Franklin and Marshall was our second stop this tour and though you wouldn’t know it from their hard work, another young chapter. Both the St. Joseph’s University and Franklin & Marshall chapters started this past fall and they are already making huge strides in mental health advocacy on their campuses.
One student’s backpack was especially relevant to this display and community—Matthew Carr. Matthew was a Franklin & Marshall student who lost his life to suicide in December of 2010. Matthew’s Family helped bring the event to campus through funding and support and shared his story and his backpack with other students and faculty throughout the day. We were also able to speak with many students who had known Matthew. There were even quite a few that didn’t know him personally but had heard of him—students talked about his bright personality and his involvement around campus.
During these conversations, we heard of lot of questions about what kind of actions could be taken to be aware of mental health issues, and ways to actively support the cause. Some of the school’s counselors (who were present and incredibly helpful throughout the entire day) had recently been sharing a system called “QPR” as an option for active methods of suicide prevention.

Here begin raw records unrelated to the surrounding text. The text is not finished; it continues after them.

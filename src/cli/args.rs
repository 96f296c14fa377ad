//! CLI argument definitions.
//!
//! The main entry point is the [`Cli`] struct.

use clap::Parser;
use std::path::PathBuf;

use crate::ui::OutputMode;

/// addon-build - Build the native addon and move its outputs into place.
#[derive(Debug, Clone, Parser)]
#[command(name = "addon-build")]
#[command(author, version, about, long_about = None)]
pub struct Cli {
    /// Generate compile_commands.json before building
    #[arg(short = 'C', long)]
    pub init: bool,

    /// Path to project root (overrides current directory)
    #[arg(short, long, env = "ADDON_BUILD_PROJECT")]
    pub project: Option<PathBuf>,

    /// Path to a YAML file overriding tool names and paths
    #[arg(short, long, env = "ADDON_BUILD_CONFIG")]
    pub config: Option<PathBuf>,

    /// Show verbose output
    #[arg(short, long)]
    pub verbose: bool,

    /// Minimal output
    #[arg(short, long, conflicts_with = "verbose")]
    pub quiet: bool,

    /// Disable colored output
    #[arg(long)]
    pub no_color: bool,

    /// Never prompt; answer every question with its default
    #[arg(long)]
    pub non_interactive: bool,

    /// Enable debug logging
    #[arg(long)]
    pub debug: bool,
}

impl Cli {
    /// Output mode selected by `--quiet` / `--verbose`.
    pub fn output_mode(&self) -> OutputMode {
        if self.quiet {
            OutputMode::Quiet
        } else if self.verbose {
            OutputMode::Verbose
        } else {
            OutputMode::Normal
        }
    }
}

#[cfg(test)]
mod tests {
    use super::*;

    #[test]
    fn no_arguments_is_a_plain_build() {
        let cli = Cli::try_parse_from(["addon-build"]).unwrap();
        assert!(!cli.init);
        assert!(cli.config.is_none());
        assert_eq!(cli.output_mode(), OutputMode::Normal);
    }

    #[test]
    fn short_init_flag() {
        let cli = Cli::try_parse_from(["addon-build", "-C"]).unwrap();
        assert!(cli.init);
    }

    #[test]
    fn long_init_flag() {
        let cli = Cli::try_parse_from(["addon-build", "--init"]).unwrap();
        assert!(cli.init);
    }

    #[test]
    fn project_and_config_paths() {
        let cli = Cli::try_parse_from([
            "addon-build",
            "--project",
            "/work/isolated-vm",
            "-c",
            "build.yml",
        ])
        .unwrap();
        assert_eq!(cli.project, Some(PathBuf::from("/work/isolated-vm")));
        assert_eq!(cli.config, Some(PathBuf::from("build.yml")));
    }

    #[test]
    fn quiet_selects_quiet_mode() {
        let cli = Cli::try_parse_from(["addon-build", "-q"]).unwrap();
        assert_eq!(cli.output_mode(), OutputMode::Quiet);
    }

    #[test]
    fn verbose_selects_verbose_mode() {
        let cli = Cli::try_parse_from(["addon-build", "--verbose"]).unwrap();
        assert_eq!(cli.output_mode(), OutputMode::Verbose);
    }

    #[test]
    fn quiet_and_verbose_conflict() {
        assert!(Cli::try_parse_from(["addon-build", "-q", "-v"]).is_err());
    }

    #[test]
    fn unknown_flag_is_rejected() {
        assert!(Cli::try_parse_from(["addon-build", "--release"]).is_err());
    }
}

QPR stands for: Question, Persuade, Refer and it gives everyone a chance to be involved in making a difference. It is an open and easy way to reach out to someone that may be quietly suffering. QPR is broken into three easy steps that can save a life:
Question: When you see someone that may be showing signs of suicidal behavior, speak up and ask them how they are feeling. Question them about their motives and how they are dealing with a tough time in their life.
Persuade: Let them know that there are ways to ask for help and tell them that it is okay to talk about their feelings. Remind them that you are here for them and you care about the decisions that they make.
Refer: Go with them to find resources that fit what they’re going through. Reach out to places in the community and on campus. Research online resources with them and make sure to be supportive in their journey to help themselves heal.
It is important to remember what a difference a support system makes to someone that is dealing with mental health issues. Franklin and Marshall has developed a very strong support system between their Active Minds chapter, their counseling center, and other campus resources.